#![warn(clippy::all, clippy::pedantic)]
#![allow(
    clippy::missing_errors_doc,
    clippy::missing_panics_doc,
    clippy::module_name_repetitions,
    clippy::struct_field_names
)]

use anyhow::Result;
use clap::Parser;
use phasegate::EngineError;
use phasegate::config::Config;
use phasegate::report::exit_codes;
use tracing_subscriber::FmtSubscriber;

mod app;
mod cli;

use cli::commands::Cli;

#[tokio::main]
async fn main() {
    let cli = Cli::parse();

    let config = match Config::load(cli.config.as_deref()) {
        Ok(config) => config,
        Err(e) => {
            let err = EngineError::from(e);
            eprintln!("error: {err}");
            std::process::exit(err.exit_code());
        }
    };

    // Logs go to stderr; stdout carries summaries, reports and blobs.
    let subscriber = FmtSubscriber::builder()
        .with_max_level(config.log_level())
        .with_writer(std::io::stderr)
        .finish();
    if let Err(e) = tracing::subscriber::set_global_default(subscriber) {
        eprintln!("Warning: failed to install log subscriber: {e}");
    }

    let code = run(cli, config).await.unwrap_or_else(|e| {
        eprintln!("error: {e:#}");
        exit_code_for(&e)
    });
    std::process::exit(code);
}

async fn run(cli: Cli, config: Config) -> Result<i32> {
    app::dispatch::dispatch(cli, config).await
}

fn exit_code_for(err: &anyhow::Error) -> i32 {
    err.downcast_ref::<EngineError>()
        .map_or(exit_codes::PARTIAL, EngineError::exit_code)
}
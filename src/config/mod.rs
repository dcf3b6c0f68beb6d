pub mod schema;

pub use schema::{
    Config, GatesConfig, LoggingConfig, NonBlockingFailure, RunnerConfig, SchedulerConfig,
    StorageConfig,
};
use super::traits::{Observer, ObserverEvent};

/// Observer that drops every event. Used with `logging.observer = "none"`.
pub struct NoopObserver;

impl Observer for NoopObserver {
    #[inline(always)]
    fn record_event(&self, _event: &ObserverEvent) {}

    fn name(&self) -> &str {
        "noop"
    }
}
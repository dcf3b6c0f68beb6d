//! Run state machine: global start gates, then each phase in order (pre-gates,
//! tasks, post-gates), then global finish gates, then the report.

pub mod events;
pub mod phase;

use crate::config::NonBlockingFailure;
use crate::contract::{GateScope, GateSpec, GateStage, Phase};
use crate::gates::{GateContext, GateEngine};
use crate::observability::{Observer, ObserverEvent};
use crate::plan::Plan;
use crate::report::{
    ExecutionReport, ExecutionResult, GateRecord, PhaseReport, PhaseStatus, RunStatus, TaskStatus,
    collect_evidence,
};
use crate::runner::{RunControl, TaskRunner};
use chrono::Utc;
use phase::PhaseOwner;
use std::collections::BTreeMap;
use std::path::PathBuf;
use std::sync::Arc;
use std::time::{Duration, Instant};
use tokio_util::sync::CancellationToken;

#[derive(Debug, Clone)]
pub struct SchedulerOptions {
    /// Bound on concurrently running tasks of a phase's parallel set.
    pub max_workers: usize,
    pub non_blocking_failure: NonBlockingFailure,
    /// Base working directory for tasks and gates.
    pub workdir: PathBuf,
}

pub struct Scheduler {
    runner: Arc<dyn TaskRunner>,
    gates: GateEngine,
    observer: Arc<dyn Observer>,
    options: SchedulerOptions,
}

/// Mutable bookkeeping of one run. Only the scheduler task touches it.
struct RunState<'a> {
    plan: &'a Plan,
    started: Instant,
    phases: Vec<PhaseReport>,
    gates: Vec<GateRecord>,
    halt_reason: Option<String>,
    cancelled: bool,
}
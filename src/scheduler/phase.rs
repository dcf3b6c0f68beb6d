use super::events::TaskEvent;
use crate::contract::Phase;
use crate::observability::{Observer, ObserverEvent};
use crate::report::{ExecutionResult, TaskError, TaskErrorKind, TaskStatus};
use crate::runner::{RunControl, TaskRunner};
use std::sync::Arc;
use std::time::Duration;
use tokio::sync::{Semaphore, mpsc};
use tokio::task::JoinSet;
use tokio_util::sync::CancellationToken;

/// Results of one phase's tasks, in declared order.
#[derive(Debug)]
pub struct PhaseOutcome {
    pub tasks: Vec<ExecutionResult>,
    /// The run cancellation signal stopped dispatch.
    pub cancelled: bool,
    /// The phase deadline expired.
    pub timed_out: bool,
}

/// Owns the result slots of one phase. Workers never touch the slots; they
/// report over a channel and the owner applies every transition.
pub struct PhaseOwner<'a> {
    phase: &'a Phase,
    runner: Arc<dyn TaskRunner>,
    observer: Arc<dyn Observer>,
    control: RunControl,
    slots: Vec<ExecutionResult>,
    tx: mpsc::Sender<TaskEvent>,
    rx: mpsc::Receiver<TaskEvent>,
    workers: JoinSet<()>,
}

impl<'a> PhaseOwner<'a> {
    pub fn new(
        phase: &'a Phase,
        runner: Arc<dyn TaskRunner>,
        observer: Arc<dyn Observer>,
        run_control: &RunControl,
    ) -> Self {
        // Two events per task; workers never wait on a full channel.
        let (tx, rx) = mpsc::channel(phase.tasks.len().max(1) * 2);
        Self {
            phase,
            runner,
            observer,
            control: run_control.for_phase(CancellationToken::new()),
            slots: phase
                .tasks
                .iter()
                .map(|task| ExecutionResult::pending(&task.id))
                .collect(),
            tx,
            rx,
            workers: JoinSet::new(),
        }
    }

    /// Parallel set first (bounded by `max_workers`), then the sequential set
    /// one at a time. Cancellation and the phase deadline are checked before
    /// every dispatch.
    pub async fn run(mut self, max_workers: usize) -> PhaseOutcome {
        let abort = self.control.abort.clone();
        let deadline = self.phase.timeout_ms.map(|ms| {
            let abort = abort.clone();
            tokio::spawn(async move {
                tokio::time::sleep(Duration::from_millis(ms)).await;
                abort.cancel();
            })
        });

        let (parallel, sequential) = self.phase.partition();
        let permits = Arc::new(Semaphore::new(max_workers.max(1)));

        for slot in parallel {
            if self.stop_requested() {
                break;
            }
            let permit = tokio::select! {
                permit = permits.clone().acquire_owned() => permit.ok(),
                () = self.control.cancel.cancelled() => None,
                () = abort.cancelled() => None,
            };
            let Some(permit) = permit else {
                break;
            };
            self.dispatch(slot, Some(permit));
        }
        self.drain().await;

        for slot in sequential {
            if self.stop_requested() {
                break;
            }
            self.dispatch(slot, None);
            self.drain().await;
        }

        if let Some(timer) = deadline {
            timer.abort();
        }

        let timed_out = abort.is_cancelled();
        let cancelled = self.control.cancel.is_cancelled();
        let skip_reason = if timed_out {
            "phase timeout elapsed before dispatch"
        } else {
            "run cancelled before dispatch"
        };
        for slot in &mut self.slots {
            if slot.status == TaskStatus::Pending {
                // Pending -> skipped is always legal.
                let _ = slot.skip(skip_reason);
            }
        }

        PhaseOutcome {
            tasks: self.slots,
            cancelled,
            timed_out,
        }
    }

    fn stop_requested(&self) -> bool {
        self.control.cancel.is_cancelled() || self.control.abort.is_cancelled()
    }

    fn dispatch(&mut self, slot: usize, permit: Option<tokio::sync::OwnedSemaphorePermit>) {
        let runner = self.runner.clone();
        let task = self.phase.tasks[slot].clone();
        let control = self.control.clone();
        let tx = self.tx.clone();
        self.workers.spawn(async move {
            let _permit = permit;
            let _ = tx.send(TaskEvent::Started { slot }).await;
            let result = runner.run(&task, &control).await;
            let _ = tx.send(TaskEvent::Finished { slot, result }).await;
        });
    }

    /// Apply events until every dispatched worker has exited.
    async fn drain(&mut self) {
        loop {
            tokio::select! {
                Some(event) = self.rx.recv() => self.apply(event),
                joined = self.workers.join_next() => match joined {
                    Some(Ok(())) => {}
                    Some(Err(e)) => tracing::error!(phase = %self.phase.name, "task worker died: {e}"),
                    None => break,
                },
            }
        }
        while let Ok(event) = self.rx.try_recv() {
            self.apply(event);
        }
        self.fail_orphans();
    }

    fn apply(&mut self, event: TaskEvent) {
        match event {
            TaskEvent::Started { slot } => {
                let entry = &mut self.slots[slot];
                if let Err(e) = entry.transition(TaskStatus::Running) {
                    tracing::error!("{e}");
                    return;
                }
                self.observer.record_event(&ObserverEvent::TaskStart {
                    phase: self.phase.name.clone(),
                    task_id: entry.task_id.clone(),
                });
            }
            TaskEvent::Finished { slot, result } => {
                let entry = &mut self.slots[slot];
                if let Err(e) = entry.complete(result) {
                    tracing::error!("{e}");
                    return;
                }
                self.observer.record_event(&ObserverEvent::TaskEnd {
                    phase: self.phase.name.clone(),
                    task_id: entry.task_id.clone(),
                    status: entry.status.to_string(),
                    attempts: entry.attempt_count,
                    duration: Duration::from_millis(entry.duration_ms),
                });
            }
        }
    }

    /// A slot still `running` after its worker exited belongs to a worker that
    /// panicked before reporting.
    fn fail_orphans(&mut self) {
        for slot in &mut self.slots {
            if slot.status == TaskStatus::Running {
                let _ = slot.transition(TaskStatus::Failed);
                slot.error = Some(TaskError {
                    kind: TaskErrorKind::Spawn,
                    message: "task worker exited without a result".into(),
                });
            }
        }
    }
}
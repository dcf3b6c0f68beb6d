use crate::contract::{BackoffKind, RetryPolicy};
use std::time::Duration;

/// Delay before the attempt following failed attempt number `attempt` (1-based).
/// Exponential backoff doubles from `delay_ms`; both kinds are capped at
/// `max_delay_ms`.
pub fn backoff_delay(policy: &RetryPolicy, attempt: u32) -> Duration {
    let base = policy.delay_ms;
    let delay = match policy.backoff {
        BackoffKind::Fixed => base,
        BackoffKind::Exponential => {
            let factor = 1u64.checked_shl(attempt.saturating_sub(1)).unwrap_or(u64::MAX);
            base.saturating_mul(factor)
        }
    };
    Duration::from_millis(delay.min(policy.max_delay_ms))
}
use crate::report::exit_codes;
use thiserror::Error;

// ─── Top-level error hierarchy ───────────────────────────────────────────────

/// Errors that reach the application boundary.
///
/// Gate and command failures never get here: they are folded into the
/// execution report. The binary wraps these in `anyhow` for context chains
/// and maps them back to an exit code with [`EngineError::exit_code`].
#[derive(Debug, Error)]
pub enum EngineError {
    // ── Contract ─────────────────────────────────────────────────────────
    #[error("contract: {0}")]
    Contract(#[from] ContractError),

    // ── Config ───────────────────────────────────────────────────────────
    #[error("config: {0}")]
    Config(#[from] ConfigError),

    // ── Evidence store ──────────────────────────────────────────────────
    #[error("evidence: {0}")]
    Evidence(#[from] EvidenceError),

    // ── Reports ─────────────────────────────────────────────────────────
    #[error("report: {0}")]
    Report(#[from] ReportError),
}

impl EngineError {
    /// Invalid input exits 2; anything else that stops the CLI exits 1.
    pub fn exit_code(&self) -> i32 {
        match self {
            Self::Contract(_) | Self::Config(_) => exit_codes::INVALID,
            Self::Evidence(_) | Self::Report(_) => exit_codes::PARTIAL,
        }
    }
}

// ─── Contract errors ─────────────────────────────────────────────────────────

#[derive(Debug, Error, PartialEq, Eq)]
pub enum ContractError {
    /// Malformed contract text. `location` is `line:column` when known.
    #[error("parse error at {location}: {message}")]
    Parse { location: String, message: String },

    /// Well-formed text that violates the contract schema or semantics.
    #[error("validation error at {path}: {message}")]
    Validation { path: String, message: String },

    #[error("failed to read contract {path}: {message}")]
    Read { path: String, message: String },
}

impl ContractError {
    pub fn parse(location: impl Into<String>, message: impl Into<String>) -> Self {
        Self::Parse {
            location: location.into(),
            message: message.into(),
        }
    }

    pub fn validation(path: impl Into<String>, message: impl Into<String>) -> Self {
        Self::Validation {
            path: path.into(),
            message: message.into(),
        }
    }
}

// ─── Config errors ───────────────────────────────────────────────────────────

#[derive(Debug, Error)]
pub enum ConfigError {
    #[error("failed to load config: {0}")]
    Load(String),

    #[error("validation failed: {0}")]
    Validation(String),

    #[error("io: {0}")]
    Io(#[from] std::io::Error),
}

// ─── Evidence errors ─────────────────────────────────────────────────────────

#[derive(Debug, Error)]
pub enum EvidenceError {
    #[error("blob not found: {0}")]
    NotFound(String),

    #[error("invalid digest: {0}")]
    InvalidDigest(String),

    #[error("io at {path}: {source}")]
    Io {
        path: String,
        #[source]
        source: std::io::Error,
    },
}

// ─── Gate errors ─────────────────────────────────────────────────────────────

#[derive(Debug, Error, Clone, PartialEq, Eq)]
pub enum GateError {
    #[error("unknown gate type: {0}")]
    UnknownType(String),

    #[error("gate {gate} has invalid params: {message}")]
    InvalidParams { gate: String, message: String },

    /// Process could not be started. The only transient gate failure.
    #[error("failed to spawn check process: {0}")]
    Spawn(String),

    #[error("gate evaluation timed out after {0}ms")]
    Timeout(u64),
}

impl GateError {
    pub fn is_transient(&self) -> bool {
        matches!(self, Self::Spawn(_))
    }
}

// ─── Command errors ──────────────────────────────────────────────────────────

#[derive(Debug, Error, Clone, PartialEq, Eq)]
pub enum CommandError {
    #[error("failed to spawn `{program}`: {message}")]
    Spawn { program: String, message: String },

    #[error("exited with code {0}")]
    NonZeroExit(i32),

    #[error("terminated by signal")]
    Signalled,

    #[error("timed out after {0}ms")]
    Timeout(u64),

    #[error("evidence write failed: {0}")]
    Evidence(String),
}

// ─── Report errors ───────────────────────────────────────────────────────────

#[derive(Debug, Error)]
pub enum ReportError {
    #[error("failed to write report {path}: {message}")]
    Write { path: String, message: String },

    #[error("failed to read report {path}: {message}")]
    Read { path: String, message: String },
}

// ─── Convenience re-exports ─────────────────────────────────────────────────

/// Shorthand result type for the crate.
pub type Result<T> = std::result::Result<T, EngineError>;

§

■ **TASK GOAL**
Please copy out each line in the entries that mentions the string "they".

■ **SOLUTION**
/// Owns the result slots of one phase. Workers never touch the slots; they
/// Gate and command failures never get here: they are folded into the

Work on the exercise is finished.